=== Information shown ===
use super::{AggregationFn, OrderData, SortPlan, SortScan};
use crate::error::QueryError;
use crate::query::{Plan, PlanRef, Scan};
use crate::storage::Transaction;
use crate::types::{Constant, Schema};
use eyre::Result;
use smallvec::SmallVec;
use std::sync::Arc;

type GroupValue = SmallVec<[Constant; 4]>;

/// Groups its input on a list of fields and computes aggregates per group.
///
/// The input is sorted on the group fields first, so each group is a run
/// of adjacent rows. The output has one row per group: the group fields
/// followed by one field per aggregate, named by
/// [`AggregationFn::field_name`]. With no group fields the whole input is
/// a single group; an empty input yields no rows either way.
pub struct GroupByPlan {
    sort: SortPlan,
    input: PlanRef,
    group_fields: Vec<String>,
    aggregates: Vec<AggregationFn>,
    schema: Schema,
}

impl GroupByPlan {
    pub fn new(
        tx: &Transaction,
        input: PlanRef,
        group_fields: Vec<String>,
        aggregates: Vec<AggregationFn>,
    ) -> Result<Self> {
        let mut schema = Schema::new();
        for field in &group_fields {
            schema.add(field, input.schema())?;
        }
        for agg in &aggregates {
            schema.add_field(agg.field_name(), agg.output_type(input.schema())?);
        }
        let sort = SortPlan::new(
            tx,
            Arc::clone(&input),
            OrderData::ascending(group_fields.iter().cloned()),
        )?;
        Ok(Self {
            sort,
            input,
            group_fields,
            aggregates,
            schema,
        })
    }
}

impl Plan for GroupByPlan {
    fn open(&self) -> Result<Box<dyn Scan>> {
        let sorted = self.sort.open_sorted()?;
        Ok(Box::new(GroupByScan::new(
            sorted,
            self.group_fields.clone(),
            self.aggregates.clone(),
        )?))
    }

    fn schema(&self) -> &Schema {
        &self.schema
    }

    fn blocks_accessed(&self) -> usize {
        self.sort.blocks_accessed()
    }

    fn records_output(&self) -> usize {
        self.group_fields
            .iter()
            .fold(1usize, |acc, f| acc.saturating_mul(self.input.distinct_values(f)))
    }

    fn distinct_values(&self, field: &str) -> usize {
        if self.input.schema().has_field(field) && self.group_fields.iter().any(|g| g == field) {
            self.input.distinct_values(field)
        } else {
            self.records_output()
        }
    }
}

pub struct GroupByScan {
    input: SortScan,
    group_fields: Vec<String>,
    aggregates: Vec<AggregationFn>,
    current: Option<GroupValue>,
    more_groups: bool,
}

impl GroupByScan {
    fn new(
        input: SortScan,
        group_fields: Vec<String>,
        aggregates: Vec<AggregationFn>,
    ) -> Result<Self> {
        let mut scan = Self {
            input,
            group_fields,
            aggregates,
            current: None,
            more_groups: false,
        };
        scan.before_first()?;
        Ok(scan)
    }

    fn group_value(&self) -> Result<GroupValue> {
        self.group_fields
            .iter()
            .map(|f| self.input.get_val(f))
            .collect()
    }
}

impl Scan for GroupByScan {
    fn before_first(&mut self) -> Result<()> {
        self.current = None;
        self.input.before_first()?;
        self.more_groups = self.input.next()?;
        Ok(())
    }

    fn next(&mut self) -> Result<bool> {
        if !self.more_groups {
            self.current = None;
            return Ok(false);
        }
        for agg in self.aggregates.iter_mut() {
            agg.process_first(&self.input)?;
        }
        let group = self.group_value()?;
        loop {
            self.more_groups = self.input.next()?;
            if !self.more_groups || self.group_value()? != group {
                break;
            }
            for agg in self.aggregates.iter_mut() {
                agg.process_next(&self.input)?;
            }
        }
        self.current = Some(group);
        Ok(true)
    }

    fn get_val(&self, field: &str) -> Result<Constant> {
        let group = self.current.as_ref().ok_or(QueryError::NoCurrentRecord)?;
        if let Some(i) = self.group_fields.iter().position(|g| g == field) {
            return Ok(group[i].clone());
        }
        match self.aggregates.iter().find(|a| a.field_name() == field) {
            Some(agg) => agg.value(),
            None => Err(QueryError::FieldNotFound {
                field: field.to_string(),
            }
            .into()),
        }
    }

    fn has_field(&self, field: &str) -> bool {
        self.group_fields.iter().any(|g| g == field)
            || self.aggregates.iter().any(|a| a.field_name() == field)
    }

    fn close(&mut self) -> Result<()> {
        self.current = None;
        self.more_groups = false;
        self.input.close()
    }
}
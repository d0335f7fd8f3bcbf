use crate::query::{PlanRef, TablePlan};
use crate::storage::{Catalog, Transaction};
use crate::types::{Constant, Schema};
use std::sync::Arc;

/// Creates an all-Int table and returns a plan over it.
pub fn int_table(
    catalog: &Catalog,
    tx: &Transaction,
    name: &str,
    fields: &[&str],
    rows: &[&[i64]],
) -> PlanRef {
    let schema = fields
        .iter()
        .fold(Schema::new(), |schema, f| schema.with_int(*f));
    catalog.create_table(tx, name, schema).unwrap();
    for row in rows {
        let values: Vec<Constant> = row.iter().map(|v| Constant::Int(*v)).collect();
        catalog.insert_row(name, &values).unwrap();
    }
    Arc::new(TablePlan::new(catalog, name).unwrap())
}

pub fn ints(rows: Vec<Vec<Constant>>) -> Vec<Vec<i64>> {
    rows.into_iter()
        .map(|row| row.iter().map(|c| c.as_int().unwrap()).collect())
        .collect()
}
===
** Exercise **
Where the word "false" appears in a line of the entries above, count that line; give only the number.

** Answer to the problem **
3